#### [EXERCISE BRIEF]
An identical copy of the data below is needed.

#### [RECORD EXTRACTS]
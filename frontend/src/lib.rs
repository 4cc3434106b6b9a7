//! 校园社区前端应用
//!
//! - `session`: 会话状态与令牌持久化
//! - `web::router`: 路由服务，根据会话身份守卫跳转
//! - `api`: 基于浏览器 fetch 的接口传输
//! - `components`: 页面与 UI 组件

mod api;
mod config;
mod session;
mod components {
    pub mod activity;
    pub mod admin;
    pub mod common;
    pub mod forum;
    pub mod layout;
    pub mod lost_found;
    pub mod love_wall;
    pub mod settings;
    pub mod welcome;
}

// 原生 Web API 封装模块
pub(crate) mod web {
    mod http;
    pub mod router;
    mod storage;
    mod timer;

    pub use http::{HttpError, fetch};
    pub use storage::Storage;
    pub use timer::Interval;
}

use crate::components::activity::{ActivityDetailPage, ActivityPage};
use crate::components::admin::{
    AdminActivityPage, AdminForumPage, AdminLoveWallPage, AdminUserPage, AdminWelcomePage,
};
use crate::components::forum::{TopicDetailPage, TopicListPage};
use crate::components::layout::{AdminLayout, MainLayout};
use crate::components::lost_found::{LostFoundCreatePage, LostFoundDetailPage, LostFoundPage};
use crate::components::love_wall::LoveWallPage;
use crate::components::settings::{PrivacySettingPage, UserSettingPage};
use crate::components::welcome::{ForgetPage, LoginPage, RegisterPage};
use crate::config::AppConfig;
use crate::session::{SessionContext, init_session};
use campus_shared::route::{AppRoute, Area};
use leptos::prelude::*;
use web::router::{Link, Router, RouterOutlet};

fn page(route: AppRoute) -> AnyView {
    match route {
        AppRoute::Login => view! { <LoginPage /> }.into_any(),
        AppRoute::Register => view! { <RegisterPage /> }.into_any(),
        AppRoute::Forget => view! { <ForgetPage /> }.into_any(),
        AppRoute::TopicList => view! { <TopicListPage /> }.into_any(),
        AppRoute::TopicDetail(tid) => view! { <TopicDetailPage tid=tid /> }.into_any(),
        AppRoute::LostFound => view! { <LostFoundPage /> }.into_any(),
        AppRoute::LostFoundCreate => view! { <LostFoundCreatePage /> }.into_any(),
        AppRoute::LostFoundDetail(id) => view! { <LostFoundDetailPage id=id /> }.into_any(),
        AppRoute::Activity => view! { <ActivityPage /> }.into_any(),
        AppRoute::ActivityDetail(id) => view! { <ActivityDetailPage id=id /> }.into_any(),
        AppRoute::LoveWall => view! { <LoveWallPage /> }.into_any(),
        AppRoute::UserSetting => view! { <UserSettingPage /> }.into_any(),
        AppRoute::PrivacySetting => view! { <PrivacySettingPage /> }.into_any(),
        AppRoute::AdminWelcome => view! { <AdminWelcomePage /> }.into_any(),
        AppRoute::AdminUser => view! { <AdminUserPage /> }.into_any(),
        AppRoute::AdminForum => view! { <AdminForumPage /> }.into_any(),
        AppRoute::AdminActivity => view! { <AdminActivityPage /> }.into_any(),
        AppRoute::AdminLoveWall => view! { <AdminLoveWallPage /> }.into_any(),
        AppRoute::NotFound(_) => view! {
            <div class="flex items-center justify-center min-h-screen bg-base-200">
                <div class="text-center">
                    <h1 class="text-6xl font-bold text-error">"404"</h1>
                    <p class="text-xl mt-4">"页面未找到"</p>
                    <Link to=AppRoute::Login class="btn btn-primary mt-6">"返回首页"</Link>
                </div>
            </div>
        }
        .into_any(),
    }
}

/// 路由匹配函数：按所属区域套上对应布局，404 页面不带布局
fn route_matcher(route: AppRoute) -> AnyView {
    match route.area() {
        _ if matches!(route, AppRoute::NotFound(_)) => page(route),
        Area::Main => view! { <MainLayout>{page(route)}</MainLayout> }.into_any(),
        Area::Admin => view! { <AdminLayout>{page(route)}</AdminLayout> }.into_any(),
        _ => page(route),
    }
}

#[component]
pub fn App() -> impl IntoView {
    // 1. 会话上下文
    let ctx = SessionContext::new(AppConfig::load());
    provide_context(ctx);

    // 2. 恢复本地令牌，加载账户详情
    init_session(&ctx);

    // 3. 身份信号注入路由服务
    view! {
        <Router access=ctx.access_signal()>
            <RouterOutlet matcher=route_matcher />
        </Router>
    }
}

#### [ANSWER SPACE]
filename frontend/src/lib.rs
repository 4cc3434106b6b9a7
//! 校园社区前端应用
//!
//! - `session`: 会话状态与令牌持久化
//! - `web::router`: 路由服务，根据会话身份守卫跳转
//! - `api`: 基于浏览器 fetch 的接口传输
//! - `components`: 页面与 UI 组件

mod api;
mod config;
mod session;
mod components {
    pub mod activity;
    pub mod admin;
    pub mod common;
    pub mod forum;
    pub mod layout;
    pub mod lost_found;
    pub mod love_wall;
    pub mod settings;
    pub mod welcome;
}

// 原生 Web API 封装模块
pub(crate) mod web {
    mod http;
    pub mod router;
    mod storage;
    mod timer;

    pub use http::{HttpError, fetch};
    pub use storage::Storage;
    pub use timer::Interval;
}

use crate::components::activity::{ActivityDetailPage, ActivityPage};
use crate::components::admin::{
    AdminActivityPage, AdminForumPage, AdminLoveWallPage, AdminUserPage, AdminWelcomePage,
};
use crate::components::forum::{TopicDetailPage, TopicListPage};
use crate::components::layout::{AdminLayout, MainLayout};
use crate::components::lost_found::{LostFoundCreatePage, LostFoundDetailPage, LostFoundPage};
use crate::components::love_wall::LoveWallPage;
use crate::components::settings::{PrivacySettingPage, UserSettingPage};
use crate::components::welcome::{ForgetPage, LoginPage, RegisterPage};
use crate::config::AppConfig;
use crate::session::{SessionContext, init_session};
use campus_shared::route::{AppRoute, Area};
use leptos::prelude::*;
use web::router::{Link, Router, RouterOutlet};

fn page(route: AppRoute) -> AnyView {
    match route {
        AppRoute::Login => view! { <LoginPage /> }.into_any(),
        AppRoute::Register => view! { <RegisterPage /> }.into_any(),
        AppRoute::Forget => view! { <ForgetPage /> }.into_any(),
        AppRoute::TopicList => view! { <TopicListPage /> }.into_any(),
        AppRoute::TopicDetail(tid) => view! { <TopicDetailPage tid=tid /> }.into_any(),
        AppRoute::LostFound => view! { <LostFoundPage /> }.into_any(),
        AppRoute::LostFoundCreate => view! { <LostFoundCreatePage /> }.into_any(),
        AppRoute::LostFoundDetail(id) => view! { <LostFoundDetailPage id=id /> }.into_any(),
        AppRoute::Activity => view! { <ActivityPage /> }.into_any(),
        AppRoute::ActivityDetail(id) => view! { <ActivityDetailPage id=id /> }.into_any(),
        AppRoute::LoveWall => view! { <LoveWallPage /> }.into_any(),
        AppRoute::UserSetting => view! { <UserSettingPage /> }.into_any(),
        AppRoute::PrivacySetting => view! { <PrivacySettingPage /> }.into_any(),
        AppRoute::AdminWelcome => view! { <AdminWelcomePage /> }.into_any(),
        AppRoute::AdminUser => view! { <AdminUserPage /> }.into_any(),
        AppRoute::AdminForum => view! { <AdminForumPage /> }.into_any(),
        AppRoute::AdminActivity => view! { <AdminActivityPage /> }.into_any(),
        AppRoute::AdminLoveWall => view! { <AdminLoveWallPage /> }.into_any(),
        AppRoute::NotFound(_) => view! {
            <div class="flex items-center justify-center min-h-screen bg-base-200">
                <div class="text-center">
                    <h1 class="text-6xl font-bold text-error">"404"</h1>
                    <p class="text-xl mt-4">"页面未找到"</p>
                    <Link to=AppRoute::Login class="btn btn-primary mt-6">"返回首页"</Link>
                </div>
            </div>
        }
        .into_any(),
    }
}

/// 路由匹配函数：按所属区域套上对应布局，404 页面不带布局
fn route_matcher(route: AppRoute) -> AnyView {
    match route.area() {
        _ if matches!(route, AppRoute::NotFound(_)) => page(route),
        Area::Main => view! { <MainLayout>{page(route)}</MainLayout> }.into_any(),
        Area::Admin => view! { <AdminLayout>{page(route)}</AdminLayout> }.into_any(),
        _ => page(route),
    }
}

#[component]
pub fn App() -> impl IntoView {
    // 1. 会话上下文
    let ctx = SessionContext::new(AppConfig::load());
    provide_context(ctx);

    // 2. 恢复本地令牌，加载账户详情
    init_session(&ctx);

    // 3. 身份信号注入路由服务
    view! {
        <Router access=ctx.access_signal()>
            <RouterOutlet matcher=route_matcher />
        </Router>
    }
}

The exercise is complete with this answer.